Asylum claims had reached a new monthly high of 8,800 in October 2002 and Mr Blair scribbled “we must search out even more radical measures” in the margins of one official document on the issue.

In another memo from January 2003 headed Asylum: The Nuclear Option, Jonathan Powell, the then Downing Street chief of staff, informed the then prime minister that the office of the Attorney General, Lord Goldsmith, had explored the possibility of using the Isle of Mull.

He wrote: “One of the great successes of the Australians has been to hold asylum seekers in one place before they can be returned. This has driven the number of new applications down enormously and many in the camps are asking to return to their country of origin.

“The AG’s office suggested we set up a camp in the Isle of Mull and detain people there till they could work.”

Earlier this year Lee Anderson, the Tory deputy chairman, was ridiculed by some on the left after he suggested sending asylum seekers to the Orkney Islands if the Rwanda plan fell through.

It appears the 2003 proposal did not go much beyond a feasibility study, with No 10 officials fearing the response of the Scottish island’s population, which stood at around 2,700 at the time.

Mr Powell also questioned whether the UK needed an asylum system at all, arguing that people who arrived from France had already passed through safe countries and could not therefore be classed as genuine asylum seekers.

He wrote: “As an island, people who come here by sea have by definition already passed through a safe country. And very few of those who apply at airports are genuine refugees.

“So in fact what we should be looking at is a very simple system that immediately returns people who arrive here illegally. Uttering the word ‘asylum’ should not allow people to opt out of this system and give them the right to remain here for months or years while their cases are heard.”

Mr Powell said that it should form part of “a big bang solution that would send a shock through the system”.

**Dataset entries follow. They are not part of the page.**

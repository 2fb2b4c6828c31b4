//! Test helpers.

use std::sync::Arc;

use jiff::Timestamp;
use salvo::{affix_state::inject, prelude::*};
use shopfront_app::{
    auth::{IdentityClaim, MockAuthService},
    context::AppContext,
    domain::{
        carts::{
            MockCartsService,
            models::{CartLine, CartLineId},
        },
        orders::{
            MockOrdersService,
            models::{Customer, CustomerDetails, Order, OrderId, OrderLine},
        },
    },
};

use crate::{auth::middleware, extensions::*, state::State};

pub(crate) const TEST_EMAIL: &str = "a@x.com";

#[salvo::handler]
pub(crate) async fn inject_identity(
    req: &mut Request,
    depot: &mut Depot,
    res: &mut Response,
    ctrl: &mut FlowCtrl,
) {
    if let Some(identity) = IdentityClaim::new(TEST_EMAIL) {
        depot.insert_identity(identity);
    }

    ctrl.call_next(req, depot, res).await;
}

pub(crate) fn strict_auth_mock() -> MockAuthService {
    let mut auth = MockAuthService::new();

    auth.expect_issue().never();
    auth.expect_issue_pair().never();
    auth.expect_verify().never();
    auth.expect_redeem().never();

    auth
}

pub(crate) fn strict_carts_mock() -> MockCartsService {
    let mut carts = MockCartsService::new();

    carts.expect_list_lines().never();
    carts.expect_add_item().never();
    carts.expect_set_quantity().never();
    carts.expect_increment().never();
    carts.expect_decrement().never();
    carts.expect_remove_item().never();

    carts
}

pub(crate) fn strict_orders_mock() -> MockOrdersService {
    let mut orders = MockOrdersService::new();

    orders.expect_place_order().never();
    orders.expect_orders_for().never();

    orders
}

pub(crate) fn mock_state(
    carts: MockCartsService,
    orders: MockOrdersService,
    auth: MockAuthService,
) -> Arc<State> {
    State::from_app_context(AppContext::from_services(
        Arc::new(carts),
        Arc::new(orders),
        Arc::new(auth),
    ))
}

pub(crate) fn auth_service(auth: MockAuthService, route: Router) -> Service {
    Service::new(
        Router::new()
            .hoop(inject(mock_state(strict_carts_mock(), strict_orders_mock(), auth)))
            .push(route),
    )
}

/// Cart routes with the identity already established.
pub(crate) fn carts_service(carts: MockCartsService, route: Router) -> Service {
    Service::new(
        Router::new()
            .hoop(inject(mock_state(carts, strict_orders_mock(), strict_auth_mock())))
            .hoop(inject_identity)
            .push(route),
    )
}

/// Cart routes behind the real session cookie guard.
pub(crate) fn guarded_service(
    carts: MockCartsService,
    auth: MockAuthService,
    route: Router,
) -> Service {
    Service::new(
        Router::new()
            .hoop(inject(mock_state(carts, strict_orders_mock(), auth)))
            .hoop(middleware::handler)
            .push(route),
    )
}

pub(crate) fn orders_service(orders: MockOrdersService, route: Router) -> Service {
    Service::new(
        Router::new()
            .hoop(inject(mock_state(strict_carts_mock(), orders, strict_auth_mock())))
            .hoop(inject_identity)
            .push(route),
    )
}

pub(crate) fn make_line(id: CartLineId, quantity: u32) -> CartLine {
    CartLine {
        id,
        user_id: "u1".to_string(),
        product_id: "p1".to_string(),
        quantity,
        email: TEST_EMAIL.to_string(),
        name: "Mug".to_string(),
        images: vec!["https://img.example.com/mug.png".to_string()],
        price: 12.5,
        created_at: Some(Timestamp::UNIX_EPOCH),
    }
}

pub(crate) fn make_order(quantity: u32, price: f64) -> Order {
    Order {
        id: OrderId::new(),
        customer: Customer {
            email: TEST_EMAIL.to_string(),
            details: CustomerDetails {
                name: Some("Ada".to_string()),
                ..CustomerDetails::default()
            },
        },
        items: vec![OrderLine {
            product_id: "p1".to_string(),
            name: "Mug".to_string(),
            quantity,
            price,
            images: Vec::new(),
        }],
        total: price * f64::from(quantity),
        created_at: Some(Timestamp::UNIX_EPOCH),
    }
}
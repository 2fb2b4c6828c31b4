//! Request-level logging, request IDs, and parent trace extraction.

mod parent_context;
mod request_ids;
mod spans;

use std::time::{Duration, Instant};

use salvo::{
    Request, handler,
    prelude::{Depot, FlowCtrl, Response},
};
use tracing::Instrument as _;
use tracing::{error, info, warn};
use tracing_opentelemetry::OpenTelemetrySpanExt as _;

use super::metrics;

const REQUEST_ID_DEPOT_KEY: &str = "request_id";

/// Outermost hoop: request id, `http.request` span, metrics and outcome logging.
///
/// A remote parent is only joined when a W3C propagator has been installed, i.e. when trace
/// export is enabled.
#[derive(Debug, Clone, Copy)]
pub(crate) struct RequestLogging {
    slow_request_threshold: Duration,
}

impl RequestLogging {
    pub(crate) fn new(slow_request_threshold: Duration) -> Self {
        Self {
            slow_request_threshold,
        }
    }
}

#[handler]
impl RequestLogging {
    async fn handle(
        &self,
        req: &mut Request,
        depot: &mut Depot,
        res: &mut Response,
        ctrl: &mut FlowCtrl,
    ) {
        if req.uri().path() == "/metrics" {
            ctrl.call_next(req, depot, res).await;
            return;
        }

        let started = Instant::now();

        let request_id =
            request_ids::resolve_request_id(req.header::<String>(request_ids::REQUEST_ID_HEADER));

        depot.insert(REQUEST_ID_DEPOT_KEY, request_id.clone());

        request_ids::set_request_id_header(res, &request_id);

        let method = req.method().to_string();
        let path = req.uri().path().to_owned();
        let remote_addr = req.remote_addr().to_string();
        let names = spans::request_span_name(&method, &path);
        let route = names.route;
        let _in_flight_request = metrics::InFlightRequestGuard::track();

        let span = tracing::info_span!(
            parent: None,
            "http.request",
            otel.name = %names.otel_span_name,
            otel.kind = "server",
            request_id = %request_id,
            method = %method,
            path = %path,
            route = %route,
            remote_addr = %remote_addr,
            status = tracing::field::Empty,
            duration_ms = tracing::field::Empty
        );

        if let Some(parent_context) = parent_context::extract_parent_context(req.headers())
            && let Err(source) = span.set_parent(parent_context)
        {
            warn!("failed to set parent context on request span: {source}");
        }

        ctrl.call_next(req, depot, res)
            .instrument(span.clone())
            .await;

        let duration = started.elapsed();
        let status = request_ids::response_status_or_ok(res.status_code);
        let duration_ms = duration.as_millis();
        let threshold_ms = self.slow_request_threshold.as_millis();

        metrics::observe_request(&method, &route, status.as_u16(), duration.as_secs_f64());

        span.record("status", status.as_u16());
        span.record("duration_ms", duration_ms);

        span.in_scope(|| {
            info!(status = status.as_u16(), duration_ms, "request.completed");

            if status.is_server_error() {
                error!(
                    status = status.as_u16(),
                    method = %method,
                    path = %path,
                    request_id = %request_id,
                    "server error response"
                );
            } else if status.is_client_error() {
                warn!(
                    status = status.as_u16(),
                    method = %method,
                    path = %path,
                    request_id = %request_id,
                    "client error response"
                );
            }

            if duration > self.slow_request_threshold {
                warn!(
                    method = %method,
                    path = %path,
                    request_id = %request_id,
                    duration_ms,
                    threshold_ms,
                    "slow request detected"
                );
            }
        });
    }
}

#[cfg(test)]
mod tests {
    use salvo::{Router, Service, prelude::StatusCode, test::TestClient};

    use super::*;

    #[handler]
    async fn ok(res: &mut Response) {
        res.render("ok");
    }

    fn service() -> Service {
        Service::new(
            Router::new()
                .hoop(RequestLogging::new(Duration::from_secs(1)))
                .push(Router::with_path("cart").get(ok)),
        )
    }

    #[tokio::test]
    async fn incoming_request_id_is_echoed() {
        let res = TestClient::get("http://example.com/cart")
            .add_header(request_ids::REQUEST_ID_HEADER, "req-123", true)
            .send(&service())
            .await;

        assert_eq!(res.status_code, Some(StatusCode::OK));
        assert_eq!(
            res.headers()
                .get(request_ids::REQUEST_ID_HEADER)
                .and_then(|value| value.to_str().ok()),
            Some("req-123")
        );
    }

    #[tokio::test]
    async fn missing_request_id_is_generated() {
        let res = TestClient::get("http://example.com/cart")
            .send(&service())
            .await;

        let generated = res
            .headers()
            .get(request_ids::REQUEST_ID_HEADER)
            .and_then(|value| value.to_str().ok())
            .unwrap_or_default();

        assert!(
            uuid::Uuid::parse_str(generated).is_ok(),
            "expected a generated uuid request id, got {generated:?}"
        );
    }
}
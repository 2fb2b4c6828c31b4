//! Issue Session Handler

use std::sync::Arc;

use jiff::Timestamp;
use salvo::{oapi::ToSchema, prelude::*};
use serde::{Deserialize, Serialize};
use shopfront_app::auth::IdentityClaim;
use tracing::info;

use crate::{
    auth::{into_api_error, to_cookie},
    errors::ApiError,
    extensions::*,
    responses::SuccessResponse,
    state::State,
};

const EMAIL_REQUIRED: &str = "Email required";

/// Issue Session Request
#[derive(Debug, Serialize, Deserialize, ToSchema)]
pub(crate) struct IssueSessionRequest {
    /// Email to sign into the session
    #[serde(default)]
    pub email: Option<String>,
}

/// Issue Session Handler
///
/// Sets the `token` and `refresh_token` cookies.
#[endpoint(
    tags("auth"),
    summary = "Issue Session Tokens",
    request_body = IssueSessionRequest,
    responses(
        (status_code = StatusCode::OK, description = "Session cookies set"),
        (status_code = StatusCode::BAD_REQUEST, description = "Email required"),
        (status_code = StatusCode::INTERNAL_SERVER_ERROR, description = "Internal Server Error"),
    ),
)]
pub(crate) async fn handler(
    req: &mut Request,
    depot: &mut Depot,
    res: &mut Response,
) -> Result<Json<SuccessResponse>, ApiError> {
    let state = depot.obtain_or_500::<Arc<State>>()?;

    let claim = req
        .json_or_400::<IssueSessionRequest>(EMAIL_REQUIRED)
        .await?
        .email
        .as_deref()
        .and_then(IdentityClaim::new)
        .ok_or_else(|| ApiError::invalid_argument(EMAIL_REQUIRED))?;

    let pair = state.app.auth.issue_pair(&claim).map_err(into_api_error)?;

    let now = Timestamp::now();

    res.add_cookie(to_cookie(pair.access.session_cookie(now)));
    res.add_cookie(to_cookie(pair.refresh.session_cookie(now)));

    info!(expires_at = %pair.access.expires_at, "issued session tokens");

    Ok(Json(SuccessResponse::ok()))
}
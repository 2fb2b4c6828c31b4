//! Request ID resolution and response header helpers.

use salvo::{
    http::{StatusCode, header::HeaderValue},
    prelude::Response,
};
use tracing::warn;
use uuid::Uuid;

pub(super) const REQUEST_ID_HEADER: &str = "x-request-id";

const MAX_REQUEST_ID_LEN: usize = 128;

/// Reuse the caller's request id when it is short printable ASCII, otherwise mint a v7 UUID.
pub(super) fn resolve_request_id(header_value: Option<String>) -> String {
    header_value
        .map(|value| value.trim().to_owned())
        .filter(|value| is_acceptable(value))
        .unwrap_or_else(|| Uuid::now_v7().to_string())
}

fn is_acceptable(value: &str) -> bool {
    !value.is_empty()
        && value.len() <= MAX_REQUEST_ID_LEN
        && value.bytes().all(|byte| byte.is_ascii_graphic())
}

pub(super) fn set_request_id_header(res: &mut Response, request_id: &str) {
    match HeaderValue::from_str(request_id) {
        Ok(value) => {
            res.headers_mut().insert(REQUEST_ID_HEADER, value);
        }
        Err(source) => {
            warn!(
                request_id,
                "could not encode request id for response header: {source}"
            );
        }
    }
}

pub(super) fn response_status_or_ok(status_code: Option<StatusCode>) -> StatusCode {
    status_code.unwrap_or(StatusCode::OK)
}
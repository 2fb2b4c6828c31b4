use clap::{Parser, Subcommand};

mod db;
mod token;

#[derive(Debug, Parser)]
#[command(name = "shopfront-app", about = "Shopfront CLI", long_about = None)]
pub(crate) struct Cli {
    #[command(subcommand)]
    command: Commands,
}

#[derive(Debug, Subcommand)]
enum Commands {
    Token(token::TokenCommand),
    Db(db::DbCommand),
}

impl Cli {
    pub(crate) async fn run(self) -> Result<(), String> {
        match self.command {
            Commands::Token(command) => token::run(command),
            Commands::Db(command) => db::run(command).await,
        }
    }
}
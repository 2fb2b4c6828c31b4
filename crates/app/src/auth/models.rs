//! Auth data models.

use std::fmt;

use jiff::{SignedDuration, Timestamp};
use serde::{Deserialize, Serialize};

/// Name of the cookie carrying the access token.
pub const ACCESS_COOKIE_NAME: &str = "token";

/// Name of the cookie carrying the refresh token.
pub const REFRESH_COOKIE_NAME: &str = "refresh_token";

/// The identity embedded in every token; the email is the sole ownership key for carts and
/// orders.
#[derive(Debug, Clone, PartialEq, Eq, Hash, Serialize, Deserialize)]
pub struct IdentityClaim {
    email: String,
}

impl IdentityClaim {
    /// Build a claim from a raw email, trimming surrounding whitespace.
    ///
    /// Returns `None` when nothing is left after trimming.
    #[must_use]
    pub fn new(email: &str) -> Option<Self> {
        let email = email.trim();

        if email.is_empty() {
            return None;
        }

        Some(Self {
            email: email.to_string(),
        })
    }

    #[must_use]
    pub fn email(&self) -> &str {
        &self.email
    }

    /// Whether `email` refers to this identity.
    #[must_use]
    pub fn matches(&self, email: &str) -> bool {
        self.email == email.trim()
    }
}

impl fmt::Display for IdentityClaim {
    fn fmt(&self, f: &mut fmt::Formatter<'_>) -> fmt::Result {
        f.write_str(&self.email)
    }
}

#[derive(Debug, Clone, Copy, PartialEq, Eq, Hash)]
pub enum TokenKind {
    /// Short-lived token used to authorize requests.
    Access,

    /// Long-lived token only good for minting new access tokens.
    Refresh,
}

impl TokenKind {
    #[must_use]
    pub const fn as_str(self) -> &'static str {
        match self {
            Self::Access => "access",
            Self::Refresh => "refresh",
        }
    }

    #[must_use]
    pub const fn cookie_name(self) -> &'static str {
        match self {
            Self::Access => ACCESS_COOKIE_NAME,
            Self::Refresh => REFRESH_COOKIE_NAME,
        }
    }
}

impl fmt::Display for TokenKind {
    fn fmt(&self, f: &mut fmt::Formatter<'_>) -> fmt::Result {
        f.write_str(self.as_str())
    }
}

/// JWT payload.
#[derive(Debug, Clone, Serialize, Deserialize)]
pub(crate) struct Claims {
    pub email: String,
    pub iat: i64,
    pub exp: i64,
}

/// A freshly signed token.
#[derive(Clone, PartialEq, Eq)]
pub struct IssuedToken {
    pub token: String,
    pub kind: TokenKind,
    pub expires_at: Timestamp,
}

impl IssuedToken {
    /// Cookie directive carrying this token.
    ///
    /// `Max-Age` is the time the token has left as of `now`, so the browser drops the cookie at
    /// the moment the token stops verifying.
    #[must_use]
    pub fn session_cookie(&self, now: Timestamp) -> SessionCookie {
        let remaining = self.expires_at.duration_since(now);

        SessionCookie {
            name: self.kind.cookie_name(),
            value: self.token.clone(),
            http_only: true,
            secure: true,
            same_site: SameSitePolicy::None,
            path: "/",
            max_age: if remaining.is_negative() {
                SignedDuration::ZERO
            } else {
                remaining
            },
        }
    }
}

impl fmt::Debug for IssuedToken {
    fn fmt(&self, f: &mut fmt::Formatter<'_>) -> fmt::Result {
        f.debug_struct("IssuedToken")
            .field("token", &"**redacted**")
            .field("kind", &self.kind)
            .field("expires_at", &self.expires_at)
            .finish()
    }
}

/// Access and refresh token issued together for one identity.
#[derive(Debug, Clone, PartialEq, Eq)]
pub struct TokenPair {
    pub access: IssuedToken,
    pub refresh: IssuedToken,
}

#[derive(Debug, Clone, Copy, PartialEq, Eq)]
pub enum SameSitePolicy {
    Strict,
    Lax,
    None,
}

/// Framework-agnostic cookie directive; the HTTP layer turns it into a `Set-Cookie` header.
#[derive(Clone, PartialEq, Eq)]
pub struct SessionCookie {
    pub name: &'static str,
    pub value: String,
    pub http_only: bool,
    pub secure: bool,
    pub same_site: SameSitePolicy,
    pub path: &'static str,
    pub max_age: SignedDuration,
}

impl fmt::Debug for SessionCookie {
    fn fmt(&self, f: &mut fmt::Formatter<'_>) -> fmt::Result {
        f.debug_struct("SessionCookie")
            .field("name", &self.name)
            .field("value", &"**redacted**")
            .field("http_only", &self.http_only)
            .field("secure", &self.secure)
            .field("same_site", &self.same_site)
            .field("path", &self.path)
            .field("max_age", &self.max_age)
            .finish()
    }
}

#[cfg(test)]
mod tests {
    use super::*;

    #[test]
    fn identity_claim_trims_and_rejects_blank_emails() {
        let claim = IdentityClaim::new("  a@x.com ").expect("email should be accepted");

        assert_eq!(claim.email(), "a@x.com");
        assert!(claim.matches("a@x.com"));
        assert!(!claim.matches("b@x.com"));
        assert!(IdentityClaim::new("   ").is_none());
        assert!(IdentityClaim::new("").is_none());
    }

    #[test]
    fn session_cookie_lives_as_long_as_the_token() {
        let now = Timestamp::UNIX_EPOCH;
        let issued = IssuedToken {
            token: "abc".to_string(),
            kind: TokenKind::Access,
            expires_at: now + SignedDuration::from_mins(15),
        };

        let cookie = issued.session_cookie(now);

        assert_eq!(cookie.name, "token");
        assert_eq!(cookie.value, "abc");
        assert!(cookie.http_only);
        assert!(cookie.secure);
        assert_eq!(cookie.same_site, SameSitePolicy::None);
        assert_eq!(cookie.max_age, SignedDuration::from_mins(15));
    }

    #[test]
    fn session_cookie_for_expired_token_has_zero_max_age() {
        let now = Timestamp::UNIX_EPOCH + SignedDuration::from_hours(1);
        let issued = IssuedToken {
            token: "abc".to_string(),
            kind: TokenKind::Refresh,
            expires_at: Timestamp::UNIX_EPOCH,
        };

        let cookie = issued.session_cookie(now);

        assert_eq!(cookie.name, "refresh_token");
        assert_eq!(cookie.max_age, SignedDuration::ZERO);
    }
}
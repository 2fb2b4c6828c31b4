//! Errors

use shopfront_app::domain::carts::{CartsServiceError, models::CartLineId};
use tracing::error;

use crate::{errors::ApiError, observability::record_cart_mutation};

pub(crate) fn into_api_error(error: CartsServiceError) -> ApiError {
    match error {
        CartsServiceError::NotFound => ApiError::not_found("Item not found"),
        CartsServiceError::AlreadyExists => {
            ApiError::conflict("Cart line changed concurrently, retry the request")
        }
        CartsServiceError::InvalidArgument(message) => ApiError::invalid_argument(message),
        CartsServiceError::InvalidState(message) => ApiError::invalid_state(message),
        CartsServiceError::Store(source) => {
            error!("cart store operation failed: {source}");

            ApiError::server_error()
        }
        CartsServiceError::InvalidQuantity(source) => {
            error!("stored cart quantity is invalid: {source}");

            ApiError::server_error()
        }
    }
}

/// Count a cart mutation by outcome, then map any failure to its HTTP error.
pub(crate) fn track_mutation<T>(
    operation: &'static str,
    result: Result<T, CartsServiceError>,
) -> Result<T, ApiError> {
    match result {
        Ok(value) => {
            record_cart_mutation(operation, "ok");

            Ok(value)
        }
        Err(error) => {
            record_cart_mutation(operation, outcome(&error));

            Err(into_api_error(error))
        }
    }
}

pub(crate) fn parse_line_id(raw: &str) -> Result<CartLineId, ApiError> {
    raw.parse()
        .map_err(|_ignored| ApiError::invalid_argument("Invalid cart line id"))
}

fn outcome(error: &CartsServiceError) -> &'static str {
    match error {
        CartsServiceError::NotFound => "not_found",
        CartsServiceError::AlreadyExists => "conflict",
        CartsServiceError::InvalidArgument(_) => "invalid_argument",
        CartsServiceError::InvalidState(_) => "invalid_state",
        CartsServiceError::Store(_) | CartsServiceError::InvalidQuantity(_) => "error",
    }
}

#[cfg(test)]
mod tests {
    use salvo::http::StatusCode;

    use super::*;

    #[test]
    fn parse_line_id_rejects_non_object_ids() {
        assert!(parse_line_id("65f0c0ffee0000000000beef").is_ok());

        let error = parse_line_id("123").err();

        assert_eq!(
            error.map(|error| error.status()),
            Some(StatusCode::BAD_REQUEST)
        );
    }

    #[test]
    fn below_one_maps_to_invalid_state() {
        let error = into_api_error(CartsServiceError::InvalidState(
            "Quantity cannot be less than 1",
        ));

        assert_eq!(error.status(), StatusCode::BAD_REQUEST);
        assert_eq!(error.code(), "invalid_state");
    }
}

At one point in the discussions there was a suggestion that asylum seekers could be moved to the Falklands – another idea the Left has pilloried in recent months after it emerged the Home Office had carried out a feasibility study earlier this year on sending people there.

A confidential No 10 memo from 2003 laid out the options for “taking asylum seekers to other jurisdictions, e.g. Falkland Islands for consideration, to restrict free movement” and “tighten up the border”, as well as “speed up removal”.

Among the other solutions discussed was that of returning Iraqi asylum seekers to a camp in Turkey and Somalis to one in Kenya.

No 10 officials wrote in a memo to the prime minister on Jan 31 2003 that “it seems mad” that the UK has “less straightforward safe third country return arrangements for asylum applicants with the EU than with non-EU countries”.

In a handwritten note in the margin of the memo Mr Blair had written: “It is mad. The system is mad.”

Mr Powell said they should also legislate ”to return any illegal immigrant regardless of the risk that they might suffer human or degrading treatment”.

He added: “We would almost certainly lose this case when it got to Strasbourg. But we would have two to three years in the meantime when we could send a strong message into the system about our new tough stance.”

Home Office lawyers warned that the measures would fall foul of the Geneva Convention on refugees.

An exasperated prime minister scrawled “just return them”, adding: “This is precisely the point. We must not allow the ECHR to stop us dealing with it.”